Scanning the entries below, copy every line that contains the word "Uniform".
---*---
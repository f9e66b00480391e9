//! Dashboard Error Types
//!
//! Every API failure collapses into a `{status, message}` shape so callers
//! can surface it without inspecting transport details.

use serde::Serialize;
use thiserror::Error;

use crate::credential::CredentialError;

/// Message shown when the server did not provide one.
pub const GENERIC_FAILURE: &str = "An unexpected error occurred.";

/// API call failure.
#[derive(Debug, Error)]
pub enum ApiError {
    /// No session token is held for an endpoint that requires one.
    #[error("Not authenticated")]
    NotAuthenticated,

    /// The server rejected the session (HTTP 401).
    #[error("Session invalid: {message}")]
    Unauthorized { message: String },

    /// The action was blocked client-side by the permission gate.
    #[error("Forbidden: {message}")]
    Forbidden { message: String },

    /// Any other non-success HTTP status.
    #[error("Request failed with status {status}: {message}")]
    Status { status: u16, message: String },

    /// The request never produced a response.
    #[error("Connection failed: {0}")]
    Network(#[from] reqwest::Error),

    /// The response body did not have the expected shape.
    #[error("Invalid response from server: {0}")]
    InvalidResponse(String),

    /// The request was rejected before being sent.
    #[error(transparent)]
    Invalid(#[from] nw_common::Error),

    /// The session token could not be decoded or persisted.
    #[error(transparent)]
    Credential(#[from] CredentialError),
}

impl ApiError {
    /// HTTP-style status code of the failure.
    ///
    /// Transport and decoding failures report `500`.
    pub const fn status(&self) -> u16 {
        match self {
            Self::NotAuthenticated | Self::Unauthorized { .. } => 401,
            Self::Forbidden { .. } => 403,
            Self::Status { status, .. } => *status,
            Self::Invalid(_) => 400,
            Self::Credential(CredentialError::Malformed(_) | CredentialError::Expired) => 401,
            Self::Network(_) | Self::InvalidResponse(_) | Self::Credential(_) => 500,
        }
    }

    /// User-facing message: the server's when it sent one.
    pub fn message(&self) -> String {
        match self {
            Self::Unauthorized { message }
            | Self::Forbidden { message }
            | Self::Status { message, .. }
                if !message.is_empty() =>
            {
                message.clone()
            }
            Self::NotAuthenticated | Self::Credential(CredentialError::Malformed(_)) => {
                "Invalid Token".to_string()
            }
            Self::Credential(CredentialError::Expired) => "Session Expired".to_string(),
            Self::Invalid(e) => e.to_string(),
            _ => GENERIC_FAILURE.to_string(),
        }
    }

    /// Whether the failure means the session is no longer valid.
    pub const fn is_unauthorized(&self) -> bool {
        matches!(
            self,
            Self::NotAuthenticated
                | Self::Unauthorized { .. }
                | Self::Credential(CredentialError::Malformed(_) | CredentialError::Expired)
        )
    }

    /// Uniform `{status, message}` view of the failure.
    pub fn to_failure(&self) -> Failure {
        Failure {
            status: self.status(),
            message: self.message(),
        }
    }
}

/// Uniform failure shape handed to the UI layer.
#[derive(Debug, Clone, PartialEq, Eq, Serialize)]
pub struct Failure {
    pub status: u16,
    pub message: String,
}

/// Result type for API operations.
pub type ApiResult<T> = Result<T, ApiError>;
//! User Administration Endpoints

use serde::Serialize;
use tracing::{debug, info};

use nw_common::{ProfileUpdate, UserSummary};

use super::ApiClient;
use crate::error::ApiResult;

/// Role reassignment body.
#[derive(Debug, Serialize)]
#[serde(rename_all = "camelCase")]
struct EditUserRoleRequest<'a> {
    target_email: &'a str,
    new_role: i64,
}

impl ApiClient {
    /// List all registered users.
    pub async fn list_users(&self) -> ApiResult<Vec<UserSummary>> {
        let env = self.get("/user/user-list", &[], "fetch user list").await?;
        let users: Vec<UserSummary> = env.optional_field("users")?.unwrap_or_default();
        debug!("Fetched {} users", users.len());
        Ok(users)
    }

    /// Move a user to another role.
    ///
    /// When the caller changes their own role, the access-control store
    /// must be refreshed afterwards.
    pub async fn edit_user_role(
        &self,
        target_email: &str,
        new_role: i64,
    ) -> ApiResult<Option<String>> {
        info!("Assigning role {} to {}", new_role, target_email);
        let env = self
            .put(
                "/user/edit-user-role",
                &EditUserRoleRequest {
                    target_email,
                    new_role,
                },
                "edit user role",
            )
            .await?;
        Ok(env.into_message())
    }

    /// Update the caller's own profile fields.
    pub async fn update_profile(&self, update: &ProfileUpdate) -> ApiResult<Option<String>> {
        let env = self
            .put("/user/edit-info", update, "edit user info")
            .await?;
        Ok(env.into_message())
    }
}
//! Role Types

use serde::{Deserialize, Serialize};

/// Named capability in the permission catalogue.
#[derive(Debug, Clone, PartialEq, Eq, Hash, Serialize, Deserialize)]
pub struct Permission {
    pub id: i64,
    pub name: String,
}

/// Role with its granted permissions.
///
/// The API returns both the full permission records and a flattened list
/// of names; the dashboard only checks the names.
#[derive(Debug, Clone, PartialEq, Eq, Serialize, Deserialize)]
pub struct Role {
    pub id: i64,
    pub name: String,
    #[serde(default)]
    pub permissions: Vec<Permission>,
    #[serde(default)]
    pub permission: Vec<String>,
    #[serde(default)]
    pub created_at: Option<String>,
    #[serde(default)]
    pub updated_at: Option<String>,
}

impl Role {
    /// Permission names granted by this role.
    ///
    /// Falls back to the full records when the flattened list is absent.
    pub fn permission_names(&self) -> Vec<String> {
        if self.permission.is_empty() {
            self.permissions.iter().map(|p| p.name.clone()).collect()
        } else {
            self.permission.clone()
        }
    }

    /// Whether this is the "banned" role, which needs `user-ban` to assign.
    pub fn is_banned_role(&self) -> bool {
        self.name.eq_ignore_ascii_case("banned")
    }
}

/// Body of role create/update requests.
#[derive(Debug, Clone, Serialize, Deserialize)]
pub struct RoleRequest {
    pub name: String,
    pub permissions: Vec<Permission>,
}
//! Page Guard
//!
//! Per-page authorization decision. A page is never considered ready while
//! the permission set is still unresolved.

use chrono::{DateTime, Utc};

use nw_common::permissions::DASHBOARD_ACCESS;

use super::{AccessReader, AccessSnapshot};

/// Where an unauthorized visitor is sent.
#[derive(Debug, Clone, Copy, PartialEq, Eq, Hash)]
pub enum Redirect {
    /// No valid session.
    Login,
    /// Signed in but lacking the required permission.
    NotFound,
}

impl Redirect {
    pub const fn path(self) -> &'static str {
        match self {
            Self::Login => "/login",
            Self::NotFound => "/404",
        }
    }
}

/// Outcome of a guard check.
#[derive(Debug, Clone, Copy, PartialEq, Eq, Hash)]
pub enum GuardDecision {
    /// Permissions are not loaded yet; show the blocking
    /// "checking authorization" state.
    Checking,
    Allow,
    Redirect(Redirect),
}

impl GuardDecision {
    pub const fn is_allowed(self) -> bool {
        matches!(self, Self::Allow)
    }
}

/// Declarative route guard over a disjunction of permission names.
#[derive(Debug, Clone, PartialEq, Eq)]
pub struct PageGuard {
    any_of: Vec<String>,
    session_required: bool,
}

impl PageGuard {
    /// Allow when any of `permissions` is held. An empty list accepts any
    /// valid session.
    pub fn new<I, S>(permissions: I) -> Self
    where
        I: IntoIterator<Item = S>,
        S: Into<String>,
    {
        let any_of: Vec<String> = permissions.into_iter().map(Into::into).collect();
        Self {
            session_required: any_of.is_empty(),
            any_of,
        }
    }

    /// Layout-level gate: a live credential plus `dashboard-access`.
    pub fn dashboard() -> Self {
        Self {
            any_of: vec![DASHBOARD_ACCESS.to_string()],
            session_required: true,
        }
    }

    pub fn required(&self) -> &[String] {
        &self.any_of
    }

    pub fn check(&self, reader: &AccessReader) -> GuardDecision {
        self.decide_at(&reader.snapshot(), Utc::now())
    }

    pub fn decide(&self, snapshot: &AccessSnapshot) -> GuardDecision {
        self.decide_at(snapshot, Utc::now())
    }

    pub fn decide_at(&self, snapshot: &AccessSnapshot, now: DateTime<Utc>) -> GuardDecision {
        if !snapshot.permissions.is_loaded() {
            return GuardDecision::Checking;
        }

        let has_session = snapshot
            .identity
            .as_ref()
            .is_some_and(|identity| identity.expires_at > now);
        if self.session_required && !has_session {
            return GuardDecision::Redirect(Redirect::Login);
        }

        if self.any_of.is_empty() || self.any_of.iter().any(|p| snapshot.has_permission(p)) {
            GuardDecision::Allow
        } else {
            GuardDecision::Redirect(Redirect::NotFound)
        }
    }
}
//! Notifications
//!
//! Queue of transient notices. Rendering them is up to the front end.

use std::collections::VecDeque;

use serde::Serialize;

use crate::error::ApiError;

#[derive(Debug, Clone, Copy, PartialEq, Eq, Serialize)]
#[serde(rename_all = "lowercase")]
pub enum NoticeLevel {
    Success,
    Error,
}

#[derive(Debug, Clone, PartialEq, Eq, Serialize)]
pub struct Notice {
    pub id: u64,
    pub level: NoticeLevel,
    pub message: String,
}

#[derive(Debug, Default)]
pub struct Notifications {
    next_id: u64,
    queue: VecDeque<Notice>,
}

impl Notifications {
    pub fn new() -> Self {
        Self::default()
    }

    /// Queue a notice and return its id.
    pub fn push(&mut self, level: NoticeLevel, message: impl Into<String>) -> u64 {
        self.next_id += 1;
        self.queue.push_back(Notice {
            id: self.next_id,
            level,
            message: message.into(),
        });
        self.next_id
    }

    pub fn success(&mut self, message: impl Into<String>) -> u64 {
        self.push(NoticeLevel::Success, message)
    }

    /// Queue the user-facing message of a failed call.
    pub fn notify_failure(&mut self, error: &ApiError) -> u64 {
        self.push(NoticeLevel::Error, error.message())
    }

    pub fn dismiss(&mut self, id: u64) -> bool {
        let before = self.queue.len();
        self.queue.retain(|n| n.id != id);
        self.queue.len() != before
    }

    pub fn pending(&self) -> impl Iterator<Item = &Notice> {
        self.queue.iter()
    }

    pub fn is_empty(&self) -> bool {
        self.queue.is_empty()
    }

    /// Take every queued notice, oldest first.
    pub fn drain(&mut self) -> Vec<Notice> {
        self.queue.drain(..).collect()
    }
}
//! User Types

use chrono::{DateTime, Utc};
use serde::{Deserialize, Serialize};

/// Role id of the platform super administrator.
pub const SUPER_ADMIN_ROLE_ID: i64 = 1;

/// Lowest-privilege role, used when no valid session exists.
pub const GUEST_ROLE_ID: i64 = 7;

/// Identity fields carried by a decoded session credential.
#[derive(Debug, Clone, PartialEq, Eq, Serialize, Deserialize)]
pub struct Identity {
    /// User ID.
    pub id: i64,
    /// Display name.
    pub name: Option<String>,
    /// Email address.
    pub email: Option<String>,
    /// Avatar path relative to the media host.
    pub photo: Option<String>,
    /// Role the session was issued for.
    pub role_id: i64,
    /// When the credential was issued.
    pub issued_at: Option<DateTime<Utc>>,
    /// When the credential stops being valid.
    pub expires_at: DateTime<Utc>,
}

/// Current session user as returned by `/user/user-info`.
#[derive(Debug, Clone, PartialEq, Eq, Serialize, Deserialize)]
pub struct CurrentUser {
    pub id: i64,
    pub role_id: i64,
    #[serde(default)]
    pub name: Option<String>,
    #[serde(default)]
    pub email: Option<String>,
    #[serde(default)]
    pub username: Option<String>,
    #[serde(default)]
    pub photo: Option<String>,
    #[serde(default)]
    pub phone: Option<String>,
    #[serde(default)]
    pub no_ktp: Option<String>,
}

/// Row of the administrative user list.
#[derive(Debug, Clone, PartialEq, Eq, Serialize, Deserialize)]
pub struct UserSummary {
    pub id: i64,
    pub email: String,
    pub role_id: i64,
    #[serde(default)]
    pub name: Option<String>,
    #[serde(default)]
    pub username: Option<String>,
    #[serde(default)]
    pub photo: Option<String>,
    #[serde(default)]
    pub phone: Option<String>,
    #[serde(default)]
    pub no_ktp: Option<String>,
}

/// Editable fields of the caller's own profile.
#[derive(Debug, Clone, Default, Serialize, Deserialize)]
#[serde(rename_all = "camelCase")]
pub struct ProfileUpdate {
    pub name: String,
    pub username: String,
    #[serde(rename = "noKTP")]
    pub no_ktp: String,
    pub phone: String,
}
---*---
■ **Solution for this exercise**
    /// Uniform `{status, message}` view of the failure.
/// Uniform failure shape handed to the UI layer.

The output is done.